A Califórnia promulgou uma nova lei que visa impedir que as empresas cobrem dos consumidores taxas “exorbitantes” para cancelar contratos a prazo. Projeto de Lei da Assembleia 483 foi sancionado pelo governador da Califórnia, Gavin Newsom, na sexta-feira, estabelecendo requisitos de transparência e limites de custos para a rescisão antecipada de contratos parcelados – planos que permitem aos consumidores fazer pagamentos recorrentes de bens e serviços durante um período especificado.
Isto inclui serviços que incentivam os consumidores a assinar contratos anuais, permitindo-lhes pagar em prestações que parecem semelhantes a uma assinatura mensal contínua, mas com pesadas taxas de cancelamento por não garantirem um ano inteiro. O projeto de lei proíbe as empresas de ocultar a divulgação de taxas de rescisão antecipada em letras pequenas ou hiperlinks pouco claros e limita o valor total das taxas a um máximo de 30% do custo total do contrato. O objetivo é tornar mais fácil para os californianos contabilizar esses custos na comparação entre serviços e reduzir os encargos financeiros caso tenham que rescindir seus contratos antecipadamente.

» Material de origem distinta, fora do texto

//! Export-preparation decision stage.
//!
//! Stages category/account data for the (out-of-scope) accounting export:
//! infers an expense category, maps it to an account code, and mints a
//! batch identifier. Runs only for approved records and never performs
//! the export call itself.

use chrono::{DateTime, Utc};
use uuid::Uuid;

use crate::models::enums::ExpenseCategory;
use crate::models::extraction::ExtractionResult;
use crate::models::record::{AccountMapping, ApprovalAnnotation, ExportAnnotation};

struct AccountEntry {
    category: ExpenseCategory,
    code: &'static str,
    name: &'static str,
    sub_account: &'static str,
}

/// Category → accounting-system account. 5201 (支払手数料) doubles as the
/// default for anything unclassified.
const ACCOUNT_TABLE: &[AccountEntry] = &[
    AccountEntry {
        category: ExpenseCategory::Consulting,
        code: "5201",
        name: "支払手数料",
        sub_account: "コンサルティング料",
    },
    AccountEntry {
        category: ExpenseCategory::SystemDevelopment,
        code: "5202",
        name: "外注費",
        sub_account: "システム開発費",
    },
    AccountEntry {
        category: ExpenseCategory::Advertising,
        code: "5203",
        name: "広告宣伝費",
        sub_account: "",
    },
    AccountEntry {
        category: ExpenseCategory::Communications,
        code: "5204",
        name: "通信費",
        sub_account: "",
    },
    AccountEntry {
        category: ExpenseCategory::Travel,
        code: "5205",
        name: "旅費交通費",
        sub_account: "出張費",
    },
    AccountEntry {
        category: ExpenseCategory::Supplies,
        code: "5206",
        name: "消耗品費",
        sub_account: "事務用品",
    },
    AccountEntry {
        category: ExpenseCategory::Rent,
        code: "5207",
        name: "地代家賃",
        sub_account: "",
    },
    AccountEntry {
        category: ExpenseCategory::General,
        code: "5201",
        name: "支払手数料",
        sub_account: "",
    },
];

struct CategoryKeywords {
    category: ExpenseCategory,
    keywords: &'static [&'static str],
}

/// Keyword sets scanned in order; first match wins.
const EXPENSE_KEYWORDS: &[CategoryKeywords] = &[
    CategoryKeywords {
        category: ExpenseCategory::Consulting,
        keywords: &["コンサル", "consulting", "相談", "アドバイザー"],
    },
    CategoryKeywords {
        category: ExpenseCategory::SystemDevelopment,
        keywords: &["システム", "system", "開発", "development"],
    },
    CategoryKeywords {
        category: ExpenseCategory::Advertising,
        keywords: &["広告", "advertisement", "marketing", "宣伝"],
    },
    CategoryKeywords {
        category: ExpenseCategory::Communications,
        keywords: &["通信", "telecom", "internet", "phone"],
    },
    CategoryKeywords {
        category: ExpenseCategory::Travel,
        keywords: &["出張", "travel", "交通", "transport"],
    },
    CategoryKeywords {
        category: ExpenseCategory::Supplies,
        keywords: &["備品", "supplies", "消耗品", "stationery"],
    },
    CategoryKeywords {
        category: ExpenseCategory::Rent,
        keywords: &["家賃", "rent", "lease"],
    },
];

/// Infer the expense category by keyword scan over key facts + issuer.
pub fn detect_expense_category(result: &ExtractionResult) -> ExpenseCategory {
    let text = result.category_scan_text();
    for entry in EXPENSE_KEYWORDS {
        if entry.keywords.iter().any(|k| text.contains(k)) {
            return entry.category;
        }
    }
    ExpenseCategory::General
}

/// Map a category to its account, falling back to the general account.
pub fn map_expense_category(category: ExpenseCategory) -> AccountMapping {
    let entry = ACCOUNT_TABLE
        .iter()
        .find(|e| e.category == category)
        .unwrap_or(&ACCOUNT_TABLE[ACCOUNT_TABLE.len() - 1]);
    AccountMapping {
        code: entry.code.into(),
        name: entry.name.into(),
        sub_account: entry.sub_account.into(),
    }
}

/// Mint a unique export batch id: `export_batch_<yyyymmddHHMM>_<8 hex>`.
pub fn generate_batch_id(now: DateTime<Utc>) -> String {
    let stamp = now.format("%Y%m%d%H%M");
    let unique = Uuid::new_v4().simple().to_string();
    format!("export_batch_{stamp}_{}", &unique[..8])
}

/// Stage export data for one record.
///
/// Unapproved records come back not-export-ready with a note; no batch id
/// is minted for them.
pub fn prepare_export(
    approval: &ApprovalAnnotation,
    result: &ExtractionResult,
) -> ExportAnnotation {
    let category = detect_expense_category(result);

    if !approval.status.is_approved() {
        return ExportAnnotation {
            export_ready: false,
            batch_id: None,
            category,
            account: None,
            note: Some(format!(
                "Not staged for export: approval status is {}",
                approval.status.as_str()
            )),
        };
    }

    let account = map_expense_category(category);
    let batch_id = generate_batch_id(Utc::now());

    tracing::info!(
        category = category.as_str(),
        account = %account.code,
        batch_id = %batch_id,
        "Export staged"
    );

    ExportAnnotation {
        export_ready: true,
        batch_id: Some(batch_id),
        category,
        account: Some(account),
        note: None,
    }
}

#[cfg(test)]
mod tests {
    use super::*;
    use crate::models::enums::{ApprovalStatus, ApprovalTier};

    fn approved() -> ApprovalAnnotation {
        ApprovalAnnotation {
            status: ApprovalStatus::AutoApproved,
            required_tier: None,
            approver: None,
            reason: String::new(),
        }
    }

    fn pending() -> ApprovalAnnotation {
        ApprovalAnnotation {
            status: ApprovalStatus::Pending,
            required_tier: Some(ApprovalTier::Manager),
            approver: Some("manager@company.com".into()),
            reason: "amount threshold".into(),
        }
    }

    fn invoice_with_memo(memo: &str) -> ExtractionResult {
        let mut result = ExtractionResult {
            issuer: Some("株式会社アクミ".into()),
            ..Default::default()
        };
        result.key_facts.insert("memo".into(), serde_json::json!(memo));
        result
    }

    #[test]
    fn auto_approved_record_is_staged() {
        let annotation = prepare_export(&approved(), &invoice_with_memo("システム開発の請求"));
        assert!(annotation.export_ready);
        assert!(annotation.batch_id.is_some());
        assert_eq!(annotation.category, ExpenseCategory::SystemDevelopment);
        assert_eq!(annotation.account.as_ref().map(|a| a.code.as_str()), Some("5202"));
        assert!(annotation.note.is_none());
    }

    #[test]
    fn manually_approved_record_is_staged_too() {
        let manual = ApprovalAnnotation {
            status: ApprovalStatus::Approved,
            ..pending()
        };
        let annotation = prepare_export(&manual, &invoice_with_memo("家賃のお支払い"));
        assert!(annotation.export_ready);
        assert_eq!(annotation.category, ExpenseCategory::Rent);
    }

    #[test]
    fn pending_record_is_not_staged() {
        let annotation = prepare_export(&pending(), &invoice_with_memo("travel booking"));
        assert!(!annotation.export_ready);
        assert!(annotation.batch_id.is_none());
        assert!(annotation.account.is_none());
        assert!(annotation.note.as_deref().is_some_and(|n| n.contains("pending")));
    }

    #[test]
    fn rejected_record_is_not_staged() {
        let rejected = ApprovalAnnotation {
            status: ApprovalStatus::Rejected,
            ..pending()
        };
        let annotation = prepare_export(&rejected, &ExtractionResult::default());
        assert!(!annotation.export_ready);
    }

    #[test]
    fn category_detection_first_match_wins() {
        assert_eq!(
            detect_expense_category(&invoice_with_memo("コンサルティング契約")),
            ExpenseCategory::Consulting
        );
        assert_eq!(
            detect_expense_category(&invoice_with_memo("internet circuit fee")),
            ExpenseCategory::Communications
        );
        assert_eq!(
            detect_expense_category(&invoice_with_memo("消耗品の補充")),
            ExpenseCategory::Supplies
        );
        assert_eq!(
            detect_expense_category(&invoice_with_memo("monthly statement")),
            ExpenseCategory::General
        );
    }

    #[test]
    fn unknown_category_maps_to_general_account() {
        let account = map_expense_category(ExpenseCategory::General);
        assert_eq!(account.code, "5201");
        assert_eq!(account.name, "支払手数料");
        assert_eq!(account.sub_account, "");
    }

    #[test]
    fn every_category_has_an_account() {
        for category in [
            ExpenseCategory::Consulting,
            ExpenseCategory::SystemDevelopment,
            ExpenseCategory::Advertising,
            ExpenseCategory::Communications,
            ExpenseCategory::Travel,
            ExpenseCategory::Supplies,
            ExpenseCategory::Rent,
            ExpenseCategory::General,
        ] {
            let account = map_expense_category(category);
            assert!(!account.code.is_empty());
            assert!(!account.name.is_empty());
        }
    }

    #[test]
    fn batch_id_shape_and_uniqueness() {
        let now = Utc::now();
        let a = generate_batch_id(now);
        let b = generate_batch_id(now);
        assert!(a.starts_with("export_batch_"));
        assert_ne!(a, b);
        // export_batch_ + 12-digit stamp + _ + 8 hex
        let suffix = a.strip_prefix("export_batch_").unwrap();
        let (stamp, unique) = suffix.split_at(12);
        assert!(stamp.chars().all(|c| c.is_ascii_digit()));
        assert_eq!(unique.len(), 9); // leading underscore + 8 hex
        assert!(unique[1..].chars().all(|c| c.is_ascii_hexdigit()));
    }
}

“Muitos californianos ficam chocados com taxas exorbitantes de rescisão antecipada quando tentam encerrar antecipadamente suas assinaturas parceladas”, disse Jacqui Irwin, membro da assembleia da Califórnia, em um comunicado à imprensa. “Com o AB 483, os californianos saberão exatamente que tipo de taxas de rescisão terão de pagar – e essas taxas nunca excederão limites razoáveis. Manter esses acordos transparentes e previsíveis é uma vitória para os consumidores em todo o estado.”
O anúncio também criticou o presidente da Comissão Federal de Comunicações, Brendan Carr, por enfraquecer as proteções ao consumidor – propondo recentemente o restabelecimento de taxas ocultas de ISP – e destacou que o governo dos EUA está processando a Adobe por supostamente ocultar taxas caras de cancelamento antecipado e prender os consumidores em assinaturas anuais caras. Embora os processos judiciais contra a Adobe estejam em andamento, uma nova lei da Califórnia poderia estabelecer padrões nacionais que forçariam a empresa a revisar suas práticas de rescisão de contrato.